It is 1961. You are 23 years old, fresh-faced and having finally arrived, relieved. You step off a passenger ship and Melbourne’s port greets you with a chilly June day. There is activity all around, voices and strange sounds, none of them familiar or decipherable. You feel excitement for the adventure that lies ahead for you. You are a newly arrived migrant woman in Australia.

When Giuseppa Murdolo, my mother, took these very steps off the ‘Roma’ 60 odd years ago, she was six months pregnant. While the journey to Australia had been planned, the pregnancy was not. Like many women, her reproductive choice – the question of whether, when and how to have children – was not always free or autonomous.

Reproduction happens in the midst of life: work, family, health, migration. It continues during unexpected events: family violence, homelessness, poverty, war, bushfire, pandemic. For migrant women, pressing issues such as contraception, menstruation, pregnancy choice, maternal health, breastfeeding and baby health must be negotiated in the context of racialised and gendered inequality. Reproductive choice is therefore relative and contextual. It depends on the social, political, economic realities of the day, and how communities and governments deal with these challenges. This is why the personal is political.

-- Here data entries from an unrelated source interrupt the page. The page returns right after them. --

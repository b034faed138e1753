//! Fixed-point permission inference.
//!
//! Every function carries a *summary*: the action set describing its
//! effective behavior. Summaries start from the declared actions (plus
//! implicit needs) and grow monotonically as the engine walks call
//! sequences — a callee that needs a permission nobody provides makes the
//! caller need it too; a body that ends up holding a permission it did not
//! start with grants it. The walk is flow-sensitive (states thread through
//! the call sequence, branches join pointwise) and context-insensitive
//! (one summary per function). The lattice has finite height and
//! summaries only grow, so round-robin iteration terminates.
//!
//! # Walk modes
//!
//! The same traversal serves two purposes with different entry seeding:
//!
//! - **Derivation**: entry seeded from the summary's `Grant`/`Revoke`
//!   effects only. Requirement checks that hit bottom become derived
//!   `Need`/`Deny` actions instead of being absorbed by seeds, so the
//!   derived set reflects what the body actually demands.
//! - **Reporting**: entry seeded from the declared actions, implicit
//!   needs, and the derived effects. Derived requirements deliberately do
//!   not seed here: a caller that never obtains a permission must still be
//!   told so at the call site.

use indexmap::IndexMap;
use tracing::debug;

use ward_callmap::{CallMap, CallSeq, CallTree, FunId};
use ward_core::{
    Action, ActionSet, Capability, Config, Lattice, PermName, Pos, Presence, PresenceSet, Usage,
};

/// Effective action sets, one per call-map entry.
pub type Summaries = IndexMap<FunId, ActionSet>;

/// A pre-requirement that did not hold at a call site.
#[derive(Debug, Clone, PartialEq, Eq)]
pub struct Failure {
    /// The call site.
    pub pos: Pos,
    pub callee: String,
    /// The callee action whose requirement failed.
    pub action: Action,
}

/// Everything observed during one walk of a function body.
#[derive(Debug, Default)]
pub struct WalkEvents {
    pub failures: Vec<Failure>,
    /// Requirements evaluated against bottom: transitive demands on
    /// callers.
    pub bottom_requirements: ActionSet,
    /// First program point, in source order, where each permission was
    /// seen in conflict.
    pub conflicts: IndexMap<PermName, Pos>,
}

/// Seed an entry state from a full action set.
pub fn seed_full(actions: &ActionSet) -> PresenceSet {
    let mut state = PresenceSet::new();
    for action in actions {
        let presence = match action {
            Action::Need(_) => Presence::capability(Capability::Has),
            Action::Use(_) => Presence::new(Usage::Uses, Capability::Has),
            Action::Grant(_) => Presence::capability(Capability::Lacks),
            Action::Revoke(_) => Presence::capability(Capability::Has),
            Action::Deny(_) => Presence::capability(Capability::Lacks),
            Action::Waive(_) => continue,
        };
        state.join_at(action.name(), presence);
    }
    state
}

/// Seed only the state-changing effects (`Grant`, `Revoke`).
pub fn seed_effects(actions: &ActionSet) -> PresenceSet {
    let mut state = PresenceSet::new();
    for action in actions {
        let presence = match action {
            Action::Grant(_) => Presence::capability(Capability::Lacks),
            Action::Revoke(_) => Presence::capability(Capability::Has),
            _ => continue,
        };
        state.join_at(action.name(), presence);
    }
    state
}

/// Declared actions plus `Need(p)` for every implicit permission the
/// function does not waive.
pub fn declared_with_implicit(actions: &ActionSet, config: &Config) -> ActionSet {
    let mut out = actions.clone();
    for permission in config.implicit_permissions() {
        let waived = actions
            .iter()
            .any(|a| matches!(a, Action::Waive(p) if p == permission));
        if !waived {
            out.insert(Action::Need(permission.clone()));
        }
    }
    out
}

/// The reporting-walk entry state for a function with the given declared
/// actions (implicit included) and fixed-point summary.
pub fn report_entry_state(declared: &ActionSet, summary: &ActionSet) -> PresenceSet {
    seed_full(declared).join(&seed_effects(summary))
}

/// Walk a body from `entry`, applying callee summaries. Returns the exit
/// state and the observed events; the final state is also scanned for
/// conflicts at `fun_pos`.
pub fn walk(
    summaries: &Summaries,
    body: &CallSeq,
    entry: &PresenceSet,
    fun_pos: &Pos,
) -> (PresenceSet, WalkEvents) {
    let mut events = WalkEvents::default();
    let mut state = entry.clone();
    walk_seq(summaries, body, &mut state, &mut events);
    note_conflicts(&state, fun_pos, &mut events);
    (state, events)
}

fn walk_seq(
    summaries: &Summaries,
    seq: &CallSeq,
    state: &mut PresenceSet,
    events: &mut WalkEvents,
) {
    for tree in seq.iter() {
        match tree {
            CallTree::Call(callee) => apply_call(summaries, callee, state, events),
            CallTree::Choice(left, right) => {
                let mut left_state = state.clone();
                walk_seq(summaries, left, &mut left_state, events);
                let mut right_state = state.clone();
                walk_seq(summaries, right, &mut right_state, events);
                *state = left_state.join(&right_state);
            }
        }
    }
}

/// Transfer for one call site: requirement checks against the incoming
/// state, then state updates. Callees without a summary (undeclared
/// functions) transfer nothing.
fn apply_call(
    summaries: &Summaries,
    callee: &FunId,
    state: &mut PresenceSet,
    events: &mut WalkEvents,
) {
    let Some(actions) = summaries.get(callee) else {
        return;
    };

    note_conflicts(state, &callee.pos, events);

    let mut sorted: Vec<&Action> = actions.iter().collect();
    sorted.sort();

    for action in &sorted {
        let permission = action.name();
        let capability = state.get(permission).capability;
        let failed = match action {
            Action::Need(_) | Action::Use(_) | Action::Revoke(_) => {
                if capability == Capability::Unknown {
                    events.bottom_requirements.insert(Action::Need(permission.clone()));
                }
                !capability.satisfies_has()
            }
            Action::Grant(_) => !capability.satisfies_lacks(),
            Action::Deny(_) => {
                if capability == Capability::Unknown {
                    events.bottom_requirements.insert(Action::Deny(permission.clone()));
                }
                !capability.satisfies_lacks()
            }
            Action::Waive(_) => false,
        };
        if failed {
            events.failures.push(Failure {
                pos: callee.pos.clone(),
                callee: callee.name.clone(),
                action: (*action).clone(),
            });
        }
    }

    for action in &sorted {
        let permission = action.name();
        match action {
            Action::Use(_) => state.update(permission, |p| Presence {
                usage: Usage::Uses,
                ..p
            }),
            Action::Grant(_) => state.update(permission, |p| Presence {
                capability: Capability::Has,
                ..p
            }),
            Action::Revoke(_) => state.update(permission, |p| Presence {
                capability: Capability::Lacks,
                ..p
            }),
            _ => {}
        }
    }
}

fn note_conflicts(state: &PresenceSet, pos: &Pos, events: &mut WalkEvents) {
    for (name, presence) in state.iter() {
        if presence.capability == Capability::Conflict && !events.conflicts.contains_key(name) {
            events.conflicts.insert(name.clone(), pos.clone());
        }
    }
}

/// The actions a walk exposes: transitive requirements plus net
/// capability changes and observed use.
///
/// `Grant` derives from an unknown entry as well as a lacking one — that
/// is what makes a conditional grant visible as a conflict to the
/// reporting walk. `Revoke` derives only from a held entry: a body that
/// takes and releases a permission it did not start with has no net
/// effect to advertise.
pub fn derive_actions(
    entry: &PresenceSet,
    exit: &PresenceSet,
    bottom_requirements: &ActionSet,
) -> ActionSet {
    let mut derived = bottom_requirements.clone();
    for (name, presence) in exit.iter() {
        let before = entry.get(name).capability;
        match presence.capability {
            Capability::Has if before != Capability::Has => {
                derived.insert(Action::Grant(name.clone()));
            }
            Capability::Lacks if before == Capability::Has => {
                derived.insert(Action::Revoke(name.clone()));
            }
            _ => {}
        }
        if presence.usage == Usage::Uses {
            derived.insert(Action::Use(name.clone()));
        }
    }
    derived
}

/// Summaries before any inference: declared actions plus implicit needs.
pub fn initial_summaries(map: &CallMap, config: &Config) -> Summaries {
    map.iter()
        .map(|(id, entry)| (id.clone(), declared_with_implicit(&entry.actions, config)))
        .collect()
}

/// Run the whole-program fixed point.
pub fn compute_summaries(map: &CallMap, config: &Config) -> Summaries {
    let mut summaries = initial_summaries(map, config);
    let mut iterations = 0usize;
    loop {
        iterations += 1;
        let mut changed = false;
        for (id, entry) in map.iter() {
            let Some(body) = &entry.body else {
                continue;
            };
            let entry_state = match summaries.get(id) {
                Some(summary) => seed_effects(summary),
                None => PresenceSet::new(),
            };
            let (exit, events) = walk(&summaries, body, &entry_state, &entry.pos);
            let derived = derive_actions(&entry_state, &exit, &events.bottom_requirements);
            if let Some(summary) = summaries.get_mut(id) {
                for action in derived.iter() {
                    if summary.insert(action.clone()) {
                        changed = true;
                    }
                }
            }
        }
        if !changed {
            break;
        }
    }
    debug!(iterations, "permission inference reached a fixed point");
    summaries
}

Within her first eight years of arrival, Giuseppa went on to have four healthy babies in Australia. But like so many migrant women, she did not receive the optimum antenatal care that she needed. Doctors and midwives tended to stereotype her and her culture. She was denied contraception by her religious GP. Her health outcomes were also not optimal. My mother had serious health complications during her last childbirth and sadly lost two pregnancies to late miscarriages, after which she received no additional care. Like so many migrant women, Giuseppa negotiated her reproductive life in less than ideal circumstances, and lives with lifelong consequences of poor reproductive health care within the Australian health system.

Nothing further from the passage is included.